==== RECORDS SHOWN

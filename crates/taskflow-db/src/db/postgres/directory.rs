use sqlx::{PgPool, Postgres};
use taskflow_core::models::{
    Company, Department, DepartmentCommunication, Role, User, UserStatus,
};
use taskflow_core::AppError;
use uuid::Uuid;

use super::transaction::TransactionGuard;
use crate::db::store::{precondition_failed, DirectoryStore, Precondition, WriteBatch, WriteOp};

const USER_COLUMNS: &str = r#"
    id, company_id, role_id, department_id, superior_id, hierarchy_path,
    hierarchy_level, status, name, email, deactivated_at, deactivated_by,
    deactivation_reason, created_at, updated_at
"#;

const DEPARTMENT_COLUMNS: &str = r#"
    id, company_id, name, leader_id, fallback_leader_id, is_active, created_at, updated_at
"#;

#[derive(Clone)]
pub struct PgDirectoryStore {
    pool: PgPool,
}

impl PgDirectoryStore {
    pub fn new(pool: PgPool) -> Self {
        Self { pool }
    }

    async fn fetch_users(&self, filter: &str, bind: Uuid) -> Result<Vec<User>, AppError> {
        let sql = format!(
            "SELECT {} FROM users WHERE {} ORDER BY hierarchy_level, created_at, id",
            USER_COLUMNS, filter
        );
        let users = sqlx::query_as::<Postgres, User>(&sql)
            .bind(bind)
            .fetch_all(&self.pool)
            .await
            .map_err(|e| {
                tracing::error!(error = %e, filter = filter, "Failed to list users");
                AppError::Database(e)
            })?;
        Ok(users)
    }
}

#[async_trait::async_trait]
impl DirectoryStore for PgDirectoryStore {
    #[tracing::instrument(skip(self), fields(db.system = "postgresql", db.table = "users"))]
    async fn get_user(&self, user_id: Uuid) -> Result<Option<User>, AppError> {
        let sql = format!("SELECT {} FROM users WHERE id = $1", USER_COLUMNS);
        let user = sqlx::query_as::<Postgres, User>(&sql)
            .bind(user_id)
            .fetch_optional(&self.pool)
            .await?;
        Ok(user)
    }

    #[tracing::instrument(skip(self), fields(db.system = "postgresql", db.table = "users"))]
    async fn list_users_by_superior(&self, superior_id: Uuid) -> Result<Vec<User>, AppError> {
        self.fetch_users("superior_id = $1", superior_id).await
    }

    #[tracing::instrument(skip(self), fields(db.system = "postgresql", db.table = "users"))]
    async fn list_users_with_path_containing(
        &self,
        user_id: Uuid,
    ) -> Result<Vec<User>, AppError> {
        // Served by the GIN index on hierarchy_path.
        self.fetch_users("$1 = ANY(hierarchy_path) AND id <> $1", user_id)
            .await
    }

    #[tracing::instrument(skip(self), fields(db.system = "postgresql", db.table = "users"))]
    async fn list_users_by_company(
        &self,
        company_id: Uuid,
        status: Option<UserStatus>,
    ) -> Result<Vec<User>, AppError> {
        let sql = format!(
            r#"
            SELECT {} FROM users
            WHERE company_id = $1 AND ($2::text IS NULL OR status = $2)
            ORDER BY hierarchy_level, created_at, id
            "#,
            USER_COLUMNS
        );
        let users = sqlx::query_as::<Postgres, User>(&sql)
            .bind(company_id)
            .bind(status.map(|s| s.to_string()))
            .fetch_all(&self.pool)
            .await
            .map_err(|e| {
                tracing::error!(error = %e, company_id = %company_id, "Failed to list company users");
                AppError::Database(e)
            })?;
        Ok(users)
    }

    #[tracing::instrument(skip(self), fields(db.system = "postgresql", db.table = "users"))]
    async fn list_users_by_department(&self, department_id: Uuid) -> Result<Vec<User>, AppError> {
        self.fetch_users("department_id = $1", department_id).await
    }

    #[tracing::instrument(skip(self, path), fields(db.system = "postgresql", db.table = "users"))]
    async fn update_hierarchy_path(
        &self,
        user_id: Uuid,
        path: &[Uuid],
        level: i32,
    ) -> Result<(), AppError> {
        let result = sqlx::query(
            r#"
            UPDATE users
            SET hierarchy_path = $2, hierarchy_level = $3, updated_at = NOW()
            WHERE id = $1
            "#,
        )
        .bind(user_id)
        .bind(path)
        .bind(level)
        .execute(&self.pool)
        .await
        .map_err(|e| {
            tracing::error!(error = %e, user_id = %user_id, "Failed to update hierarchy path");
            AppError::Database(e)
        })?;

        if result.rows_affected() == 0 {
            return Err(AppError::NotFound(format!("user {}", user_id)));
        }
        Ok(())
    }

    #[tracing::instrument(skip(self), fields(db.system = "postgresql", db.table = "roles"))]
    async fn get_role(&self, role_id: Uuid) -> Result<Option<Role>, AppError> {
        let role = sqlx::query_as::<Postgres, Role>(
            r#"
            SELECT id, company_id, name, level, permissions, is_system, created_at
            FROM roles
            WHERE id = $1
            "#,
        )
        .bind(role_id)
        .fetch_optional(&self.pool)
        .await?;
        Ok(role)
    }

    #[tracing::instrument(skip(self), fields(db.system = "postgresql", db.table = "roles"))]
    async fn list_roles(&self) -> Result<Vec<Role>, AppError> {
        let roles = sqlx::query_as::<Postgres, Role>(
            r#"
            SELECT id, company_id, name, level, permissions, is_system, created_at
            FROM roles
            ORDER BY level, name
            "#,
        )
        .fetch_all(&self.pool)
        .await?;
        Ok(roles)
    }

    #[tracing::instrument(skip(self), fields(db.system = "postgresql", db.table = "departments"))]
    async fn get_department(&self, department_id: Uuid) -> Result<Option<Department>, AppError> {
        let sql = format!("SELECT {} FROM departments WHERE id = $1", DEPARTMENT_COLUMNS);
        let department = sqlx::query_as::<Postgres, Department>(&sql)
            .bind(department_id)
            .fetch_optional(&self.pool)
            .await?;
        Ok(department)
    }

    #[tracing::instrument(skip(self), fields(db.system = "postgresql", db.table = "departments"))]
    async fn list_departments_led_by(&self, user_id: Uuid) -> Result<Vec<Department>, AppError> {
        let sql = format!(
            r#"
            SELECT {} FROM departments
            WHERE leader_id = $1 OR fallback_leader_id = $1
            ORDER BY created_at, id
            "#,
            DEPARTMENT_COLUMNS
        );
        let departments = sqlx::query_as::<Postgres, Department>(&sql)
            .bind(user_id)
            .fetch_all(&self.pool)
            .await?;
        Ok(departments)
    }

    #[tracing::instrument(
        skip(self),
        fields(db.system = "postgresql", db.table = "department_communications")
    )]
    async fn get_department_communication(
        &self,
        company_id: Uuid,
        from_department_id: Uuid,
        to_department_id: Uuid,
    ) -> Result<Option<DepartmentCommunication>, AppError> {
        let rule = sqlx::query_as::<Postgres, DepartmentCommunication>(
            r#"
            SELECT id, company_id, from_department_id, to_department_id,
                   allowed, requires_approval, created_at
            FROM department_communications
            WHERE company_id = $1 AND from_department_id = $2 AND to_department_id = $3
            "#,
        )
        .bind(company_id)
        .bind(from_department_id)
        .bind(to_department_id)
        .fetch_optional(&self.pool)
        .await?;
        Ok(rule)
    }

    #[tracing::instrument(skip(self), fields(db.system = "postgresql", db.table = "companies"))]
    async fn get_company(&self, company_id: Uuid) -> Result<Option<Company>, AppError> {
        let company = sqlx::query_as::<Postgres, Company>(
            "SELECT id, name, allow_cross_dept_comm, created_at FROM companies WHERE id = $1",
        )
        .bind(company_id)
        .fetch_optional(&self.pool)
        .await?;
        Ok(company)
    }

    #[tracing::instrument(skip(self, batch), fields(ops = batch.len()))]
    async fn commit(&self, batch: WriteBatch) -> Result<(), AppError> {
        if batch.is_empty() {
            return Ok(());
        }

        let mut tx = TransactionGuard::begin(&self.pool).await?;

        for precondition in batch.preconditions() {
            let holds = match precondition {
                Precondition::UserStatus { user_id, status } => {
                    let current: Option<UserStatus> = sqlx::query_scalar(
                        "SELECT status FROM users WHERE id = $1 FOR UPDATE",
                    )
                    .bind(user_id)
                    .fetch_optional(tx.connection()?)
                    .await?;
                    current == Some(*status)
                }
                Precondition::SuperiorIs {
                    user_id,
                    superior_id,
                } => {
                    let current: Option<Option<Uuid>> = sqlx::query_scalar(
                        "SELECT superior_id FROM users WHERE id = $1 FOR UPDATE",
                    )
                    .bind(user_id)
                    .fetch_optional(tx.connection()?)
                    .await?;
                    current == Some(*superior_id)
                }
            };

            if !holds {
                tx.rollback().await?;
                tracing::warn!(?precondition, "Write batch precondition failed");
                return Err(precondition_failed(precondition));
            }
        }

        for op in batch.ops() {
            let result = match op {
                WriteOp::SetSuperior {
                    user_id,
                    superior_id,
                } => {
                    sqlx::query(
                        "UPDATE users SET superior_id = $2, updated_at = NOW() WHERE id = $1",
                    )
                    .bind(user_id)
                    .bind(superior_id)
                    .execute(tx.connection()?)
                    .await
                }
                WriteOp::DeactivateUser {
                    user_id,
                    actor_id,
                    reason,
                    at,
                } => {
                    sqlx::query(
                        r#"
                        UPDATE users
                        SET status = 'INACTIVE', deactivated_at = $2, deactivated_by = $3,
                            deactivation_reason = $4, updated_at = $2
                        WHERE id = $1
                        "#,
                    )
                    .bind(user_id)
                    .bind(at)
                    .bind(actor_id)
                    .bind(reason.as_deref())
                    .execute(tx.connection()?)
                    .await
                }
                WriteOp::SetDepartmentLeadership {
                    department_id,
                    leader_id,
                    fallback_leader_id,
                } => {
                    sqlx::query(
                        r#"
                        UPDATE departments
                        SET leader_id = $2, fallback_leader_id = $3, updated_at = NOW()
                        WHERE id = $1
                        "#,
                    )
                    .bind(department_id)
                    .bind(leader_id)
                    .bind(fallback_leader_id)
                    .execute(tx.connection()?)
                    .await
                }
                WriteOp::DeactivateDepartment { department_id } => {
                    sqlx::query(
                        "UPDATE departments SET is_active = FALSE, updated_at = NOW() WHERE id = $1",
                    )
                    .bind(department_id)
                    .execute(tx.connection()?)
                    .await
                }
            };

            let result = result.map_err(|e| {
                tracing::error!(error = %e, ?op, "Failed to apply write batch operation");
                AppError::Database(e)
            })?;

            if result.rows_affected() == 0 {
                tx.rollback().await?;
                return Err(AppError::NotFound(format!(
                    "write batch target missing: {:?}",
                    op
                )));
            }
        }

        tx.commit().await?;
        tracing::debug!(ops = batch.len(), "Write batch committed");
        Ok(())
    }
}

========

Please return every line of the records above that contains the word "Some".

                    current == Some(*status)
                    current == Some(*superior_id)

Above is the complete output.